Information given –
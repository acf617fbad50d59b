// SPDX-License-Identifier: AGPL-3.0-or-later
//
// Copyright (C) 2026 Relational Network

//! # Runtime Configuration
//!
//! Configuration is loaded from the environment once at startup and then
//! passed explicitly to the components that need it.
//!
//! ## Environment Variables
//!
//! | Variable | Description | Default |
//! |----------|-------------|---------|
//! | `HOST` | Server bind address | `0.0.0.0` |
//! | `PORT` | Server bind port | `8080` |
//! | `DATA_DIR` | Directory for the persistent session database | unset (in-memory sessions) |
//! | `APP_DOMAIN` | Domain that wallet sign-in messages must name | `localhost` |
//! | `SESSION_TTL_SECS` | Session lifetime | `86400` |
//! | `SESSION_REFRESH_PERCENT` | Share of the TTL after which a session is rotated | `50` |
//! | `NONCE_TTL_SECS` | Wallet proof acceptance window | `300` |
//! | `NONCE_CACHE_CAPACITY` | Max tracked used nonces | `100000` |
//! | `NONCE_SECRET` | Base64 HMAC key for nonce tokens (>= 32 bytes) | random per process |
//! | `STORE_TIMEOUT_MS` | Session store call timeout | `2000` |
//! | `SWEEP_INTERVAL_SECS` | Expired session / nonce sweep interval | `60` |
//! | `COOKIE_SECURE` | Emit the `Secure` cookie attribute | `true` |
//! | `LOGIN_PATH` | Redirect target for anonymous protected requests | `/login` |
//! | `HOME_PATH` | Redirect target for authenticated login requests | `/dashboard` |
//! | `LOG_FORMAT` | Logging format (`json` or `pretty`) | `pretty` |
//! | `RUST_LOG` | Log level filter | `info,tower_http=debug` |

use std::net::SocketAddr;
use std::path::PathBuf;
use std::time::Duration;

use base64ct::{Base64, Encoding};
use ring::rand::{SecureRandom, SystemRandom};

pub const HOST_ENV: &str = "HOST";
pub const PORT_ENV: &str = "PORT";

/// Directory holding `sessions.redb`. When unset, sessions live in memory
/// and are lost on restart.
pub const DATA_DIR_ENV: &str = "DATA_DIR";

pub const APP_DOMAIN_ENV: &str = "APP_DOMAIN";
pub const SESSION_TTL_ENV: &str = "SESSION_TTL_SECS";
pub const SESSION_REFRESH_PERCENT_ENV: &str = "SESSION_REFRESH_PERCENT";
pub const NONCE_TTL_ENV: &str = "NONCE_TTL_SECS";
pub const NONCE_CACHE_CAPACITY_ENV: &str = "NONCE_CACHE_CAPACITY";

/// Base64-encoded HMAC key used to authenticate nonce tokens.
///
/// Must be shared by every instance behind a load balancer; a per-process
/// random key only works for single-instance deployments.
pub const NONCE_SECRET_ENV: &str = "NONCE_SECRET";

pub const STORE_TIMEOUT_ENV: &str = "STORE_TIMEOUT_MS";
pub const SWEEP_INTERVAL_ENV: &str = "SWEEP_INTERVAL_SECS";
pub const COOKIE_SECURE_ENV: &str = "COOKIE_SECURE";
pub const LOGIN_PATH_ENV: &str = "LOGIN_PATH";
pub const HOME_PATH_ENV: &str = "HOME_PATH";
pub const LOG_FORMAT_ENV: &str = "LOG_FORMAT";

/// File name of the session database inside `DATA_DIR`.
pub const SESSION_DB_FILE: &str = "sessions.redb";

const MIN_NONCE_SECRET_BYTES: usize = 32;

#[derive(Debug, Clone, Copy, PartialEq, Eq)]
pub enum LogFormat {
    Pretty,
    Json,
}

#[derive(Clone)]
pub struct GateConfig {
    pub bind_addr: SocketAddr,
    pub data_dir: Option<PathBuf>,
    pub app_domain: String,
    pub session_ttl: Duration,
    pub refresh_percent: u8,
    pub nonce_ttl: Duration,
    pub nonce_cache_capacity: usize,
    pub nonce_secret: Vec<u8>,
    /// True when `NONCE_SECRET` was not provided and a random key was drawn.
    pub nonce_secret_generated: bool,
    pub store_timeout: Duration,
    pub sweep_interval: Duration,
    pub cookie_secure: bool,
    pub login_path: String,
    pub home_path: String,
    pub log_format: LogFormat,
}

impl std::fmt::Debug for GateConfig {
    fn fmt(&self, f: &mut std::fmt::Formatter<'_>) -> std::fmt::Result {
        f.debug_struct("GateConfig")
            .field("bind_addr", &self.bind_addr)
            .field("data_dir", &self.data_dir)
            .field("app_domain", &self.app_domain)
            .field("session_ttl", &self.session_ttl)
            .field("refresh_percent", &self.refresh_percent)
            .field("nonce_ttl", &self.nonce_ttl)
            .field("nonce_cache_capacity", &self.nonce_cache_capacity)
            .field("nonce_secret", &"[REDACTED]")
            .field("nonce_secret_generated", &self.nonce_secret_generated)
            .field("store_timeout", &self.store_timeout)
            .field("sweep_interval", &self.sweep_interval)
            .field("cookie_secure", &self.cookie_secure)
            .field("login_path", &self.login_path)
            .field("home_path", &self.home_path)
            .field("log_format", &self.log_format)
            .finish()
    }
}

#[derive(Debug, thiserror::Error)]
pub enum ConfigError {
    #[error("Invalid value for {0}: {1}")]
    InvalidValue(String, String),

    #[error("Failed to parse {0}: {1}")]
    ParseError(String, String),
}

impl GateConfig {
    /// Load configuration from process environment variables.
    pub fn from_env() -> Result<Self, ConfigError> {
        Self::from_lookup(|key| std::env::var(key).ok())
    }

    /// Load configuration through an arbitrary key lookup.
    ///
    /// `from_env` is this with `std::env::var`; tests pass a closure over a
    /// fixed map instead of mutating the process environment.
    pub fn from_lookup<F>(lookup: F) -> Result<Self, ConfigError>
    where
        F: Fn(&str) -> Option<String>,
    {
        let host = lookup(HOST_ENV).unwrap_or_else(|| "0.0.0.0".to_string());
        let port: u16 = parse_or_default(&lookup, PORT_ENV, 8080)?;
        let bind_addr = format!("{host}:{port}")
            .parse::<SocketAddr>()
            .map_err(|e| ConfigError::ParseError(HOST_ENV.to_string(), e.to_string()))?;

        let data_dir = lookup(DATA_DIR_ENV)
            .filter(|dir| !dir.trim().is_empty())
            .map(PathBuf::from);

        let app_domain = lookup(APP_DOMAIN_ENV).unwrap_or_else(|| "localhost".to_string());
        if app_domain.is_empty() || app_domain.contains(char::is_whitespace) {
            return Err(ConfigError::InvalidValue(
                APP_DOMAIN_ENV.to_string(),
                "must be a non-empty domain without whitespace".to_string(),
            ));
        }

        let session_ttl_secs: u64 = parse_or_default(&lookup, SESSION_TTL_ENV, 86_400)?;
        if session_ttl_secs == 0 {
            return Err(ConfigError::InvalidValue(
                SESSION_TTL_ENV.to_string(),
                "must be greater than zero".to_string(),
            ));
        }

        let refresh_percent: u8 = parse_or_default(&lookup, SESSION_REFRESH_PERCENT_ENV, 50)?;
        if !(1..=99).contains(&refresh_percent) {
            return Err(ConfigError::InvalidValue(
                SESSION_REFRESH_PERCENT_ENV.to_string(),
                "must be between 1 and 99".to_string(),
            ));
        }

        let nonce_ttl_secs: u64 = parse_or_default(&lookup, NONCE_TTL_ENV, 300)?;
        if nonce_ttl_secs == 0 {
            return Err(ConfigError::InvalidValue(
                NONCE_TTL_ENV.to_string(),
                "must be greater than zero".to_string(),
            ));
        }

        let nonce_cache_capacity: usize =
            parse_or_default(&lookup, NONCE_CACHE_CAPACITY_ENV, 100_000)?;
        if nonce_cache_capacity == 0 {
            return Err(ConfigError::InvalidValue(
                NONCE_CACHE_CAPACITY_ENV.to_string(),
                "must be greater than zero".to_string(),
            ));
        }

        let (nonce_secret, nonce_secret_generated) = match lookup(NONCE_SECRET_ENV) {
            Some(encoded) => (decode_nonce_secret(&encoded)?, false),
            None => (random_secret()?, true),
        };

        let store_timeout_ms: u64 = parse_or_default(&lookup, STORE_TIMEOUT_ENV, 2_000)?;
        let sweep_interval_secs: u64 = parse_or_default(&lookup, SWEEP_INTERVAL_ENV, 60)?;
        let cookie_secure: bool = parse_or_default(&lookup, COOKIE_SECURE_ENV, true)?;

        let login_path = route_path(&lookup, LOGIN_PATH_ENV, "/login")?;
        let home_path = route_path(&lookup, HOME_PATH_ENV, "/dashboard")?;

        let log_format = match lookup(LOG_FORMAT_ENV).as_deref() {
            None | Some("pretty") => LogFormat::Pretty,
            Some("json") => LogFormat::Json,
            Some(other) => {
                return Err(ConfigError::InvalidValue(
                    LOG_FORMAT_ENV.to_string(),
                    format!("expected 'json' or 'pretty', got '{other}'"),
                ))
            }
        };

        Ok(GateConfig {
            bind_addr,
            data_dir,
            app_domain,
            session_ttl: Duration::from_secs(session_ttl_secs),
            refresh_percent,
            nonce_ttl: Duration::from_secs(nonce_ttl_secs),
            nonce_cache_capacity,
            nonce_secret,
            nonce_secret_generated,
            store_timeout: Duration::from_millis(store_timeout_ms),
            sweep_interval: Duration::from_secs(sweep_interval_secs.max(1)),
            cookie_secure,
            login_path,
            home_path,
            log_format,
        })
    }
}

fn parse_or_default<F, T>(lookup: &F, key: &str, default: T) -> Result<T, ConfigError>
where
    F: Fn(&str) -> Option<String>,
    T: std::str::FromStr,
    T::Err: std::fmt::Display,
{
    match lookup(key) {
        Some(val) => val
            .trim()
            .parse::<T>()
            .map_err(|e| ConfigError::ParseError(key.to_string(), format!("{e}: {val}"))),
        None => Ok(default),
    }
}

fn route_path<F>(lookup: &F, key: &str, default: &str) -> Result<String, ConfigError>
where
    F: Fn(&str) -> Option<String>,
{
    let path = lookup(key).unwrap_or_else(|| default.to_string());
    // Only same-site absolute paths, so redirects can never leave the origin.
    if !path.starts_with('/') || path.starts_with("//") {
        return Err(ConfigError::InvalidValue(
            key.to_string(),
            "must be an absolute path starting with a single '/'".to_string(),
        ));
    }
    Ok(path)
}

fn decode_nonce_secret(encoded: &str) -> Result<Vec<u8>, ConfigError> {
    let secret = Base64::decode_vec(encoded.trim()).map_err(|e| {
        ConfigError::InvalidValue(NONCE_SECRET_ENV.to_string(), format!("invalid base64: {e}"))
    })?;
    if secret.len() < MIN_NONCE_SECRET_BYTES {
        return Err(ConfigError::InvalidValue(
            NONCE_SECRET_ENV.to_string(),
            format!(
                "expected at least {MIN_NONCE_SECRET_BYTES} bytes, got {}",
                secret.len()
            ),
        ));
    }
    Ok(secret)
}

fn random_secret() -> Result<Vec<u8>, ConfigError> {
    let mut secret = vec![0u8; MIN_NONCE_SECRET_BYTES];
    SystemRandom::new().fill(&mut secret).map_err(|_| {
        ConfigError::InvalidValue(
            NONCE_SECRET_ENV.to_string(),
            "system randomness unavailable".to_string(),
        )
    })?;
    Ok(secret)
}

#[cfg(test)]
mod tests {
    use super::*;
    use std::collections::HashMap;

    fn load(vars: &[(&str, &str)]) -> Result<GateConfig, ConfigError> {
        let map: HashMap<String, String> = vars
            .iter()
            .map(|(k, v)| (k.to_string(), v.to_string()))
            .collect();
        GateConfig::from_lookup(|key| map.get(key).cloned())
    }

    #[test]
    fn defaults_apply_when_nothing_is_set() {
        let config = load(&[]).unwrap();

        assert_eq!(config.bind_addr.to_string(), "0.0.0.0:8080");
        assert!(config.data_dir.is_none());
        assert_eq!(config.app_domain, "localhost");
        assert_eq!(config.session_ttl, Duration::from_secs(86_400));
        assert_eq!(config.refresh_percent, 50);
        assert_eq!(config.nonce_ttl, Duration::from_secs(300));
        assert_eq!(config.nonce_cache_capacity, 100_000);
        assert_eq!(config.nonce_secret.len(), 32);
        assert!(config.nonce_secret_generated);
        assert_eq!(config.store_timeout, Duration::from_millis(2_000));
        assert!(config.cookie_secure);
        assert_eq!(config.login_path, "/login");
        assert_eq!(config.home_path, "/dashboard");
        assert_eq!(config.log_format, LogFormat::Pretty);
    }

    #[test]
    fn explicit_values_override_defaults() {
        let secret = Base64::encode_string(&[7u8; 48]);
        let config = load(&[
            ("HOST", "127.0.0.1"),
            ("PORT", "9000"),
            ("DATA_DIR", "/var/lib/gate"),
            ("APP_DOMAIN", "app.example.com"),
            ("SESSION_TTL_SECS", "3600"),
            ("SESSION_REFRESH_PERCENT", "75"),
            ("NONCE_SECRET", secret.as_str()),
            ("COOKIE_SECURE", "false"),
            ("LOG_FORMAT", "json"),
        ])
        .unwrap();

        assert_eq!(config.bind_addr.to_string(), "127.0.0.1:9000");
        assert_eq!(config.data_dir, Some(PathBuf::from("/var/lib/gate")));
        assert_eq!(config.app_domain, "app.example.com");
        assert_eq!(config.session_ttl, Duration::from_secs(3600));
        assert_eq!(config.refresh_percent, 75);
        assert_eq!(config.nonce_secret, vec![7u8; 48]);
        assert!(!config.nonce_secret_generated);
        assert!(!config.cookie_secure);
        assert_eq!(config.log_format, LogFormat::Json);
    }

    #[test]
    fn rejects_short_nonce_secret() {
        let short = Base64::encode_string(&[1u8; 16]);
        let result = load(&[("NONCE_SECRET", short.as_str())]);
        assert!(matches!(
            result.unwrap_err(),
            ConfigError::InvalidValue(ref key, _) if key == NONCE_SECRET_ENV
        ));
    }

    #[test]
    fn rejects_invalid_nonce_secret_base64() {
        let result = load(&[("NONCE_SECRET", "not base64!!")]);
        assert!(matches!(
            result.unwrap_err(),
            ConfigError::InvalidValue(ref key, _) if key == NONCE_SECRET_ENV
        ));
    }

    #[test]
    fn rejects_out_of_range_refresh_percent() {
        for value in ["0", "100"] {
            let result = load(&[("SESSION_REFRESH_PERCENT", value)]);
            assert!(matches!(
                result.unwrap_err(),
                ConfigError::InvalidValue(ref key, _) if key == SESSION_REFRESH_PERCENT_ENV
            ));
        }
    }

    #[test]
    fn rejects_unparseable_numbers() {
        let result = load(&[("SESSION_TTL_SECS", "a day")]);
        assert!(matches!(result.unwrap_err(), ConfigError::ParseError(_, _)));
    }

    #[test]
    fn rejects_redirect_paths_that_leave_the_origin() {
        for value in ["https://evil.example", "//evil.example", "login"] {
            let result = load(&[("LOGIN_PATH", value)]);
            assert!(matches!(
                result.unwrap_err(),
                ConfigError::InvalidValue(ref key, _) if key == LOGIN_PATH_ENV
            ));
        }
    }

    #[test]
    fn rejects_unknown_log_format() {
        let result = load(&[("LOG_FORMAT", "xml")]);
        assert!(result.is_err());
    }

    #[test]
    fn debug_redacts_nonce_secret() {
        let config = load(&[]).unwrap();
        let rendered = format!("{config:?}");
        assert!(rendered.contains("[REDACTED]"));
    }
}
// SPDX-License-Identifier: AGPL-3.0-or-later
//
// Copyright (C) 2026 Relational Network

//! Audit logging for security-sensitive operations.
//!
//! Authentication outcomes, replay attempts and session lifecycle changes
//! are emitted as one JSON object per event on the `audit` tracing target,
//! so they can be routed to a separate sink with an `EnvFilter` directive
//! such as `audit=info`.

use chrono::{DateTime, Utc};
use serde::{Deserialize, Serialize};

/// Tracing target for audit events.
pub const AUDIT_TARGET: &str = "audit";

/// Types of auditable events.
#[derive(Debug, Clone, Copy, Serialize, Deserialize, PartialEq, Eq)]
#[serde(rename_all = "snake_case")]
pub enum AuditEventType {
    // Authentication
    AuthSuccess,
    AuthFailure,
    ProofReplayed,

    // Session lifecycle
    SessionCreated,
    SessionRotated,
    SessionRevoked,

    // Infrastructure
    StoreUnavailable,
}

/// An audit log entry.
#[derive(Debug, Clone, Serialize, Deserialize)]
pub struct AuditEvent {
    /// Unique event ID.
    pub event_id: String,
    /// When the event occurred.
    pub timestamp: DateTime<Utc>,
    /// Type of event.
    pub event_type: AuditEventType,
    /// Subject involved (user id or wallet key), if known.
    pub subject_id: Option<String>,
    /// Non-secret prefix of the session id involved.
    pub session_hint: Option<String>,
    /// Additional details as JSON.
    pub details: Option<serde_json::Value>,
    /// Whether the operation succeeded.
    pub success: bool,
    /// Error message if operation failed.
    pub error: Option<String>,
}

impl AuditEvent {
    /// Create a new audit event.
    pub fn new(event_type: AuditEventType, at: DateTime<Utc>) -> Self {
        Self {
            event_id: uuid::Uuid::new_v4().to_string(),
            timestamp: at,
            event_type,
            subject_id: None,
            session_hint: None,
            details: None,
            success: true,
            error: None,
        }
    }

    pub fn with_subject(mut self, subject_id: impl Into<String>) -> Self {
        self.subject_id = Some(subject_id.into());
        self
    }

    pub fn with_session(mut self, session_hint: impl Into<String>) -> Self {
        self.session_hint = Some(session_hint.into());
        self
    }

    pub fn with_details(mut self, details: serde_json::Value) -> Self {
        self.details = Some(details);
        self
    }

    /// Mark as failed with error message.
    pub fn failed(mut self, error: impl Into<String>) -> Self {
        self.success = false;
        self.error = Some(error.into());
        self
    }

    /// Write the event to the audit target.
    pub fn emit(&self) {
        match serde_json::to_string(self) {
            Ok(json) => {
                if self.success {
                    tracing::info!(target: AUDIT_TARGET, event = %json, "audit");
                } else {
                    tracing::warn!(target: AUDIT_TARGET, event = %json, "audit");
                }
            }
            Err(e) => tracing::error!(error = %e, "Failed to serialize audit event"),
        }
    }
}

How to complete this task – Answer with a single number: the count of lines in the records that contain "Server".

Answer below – 2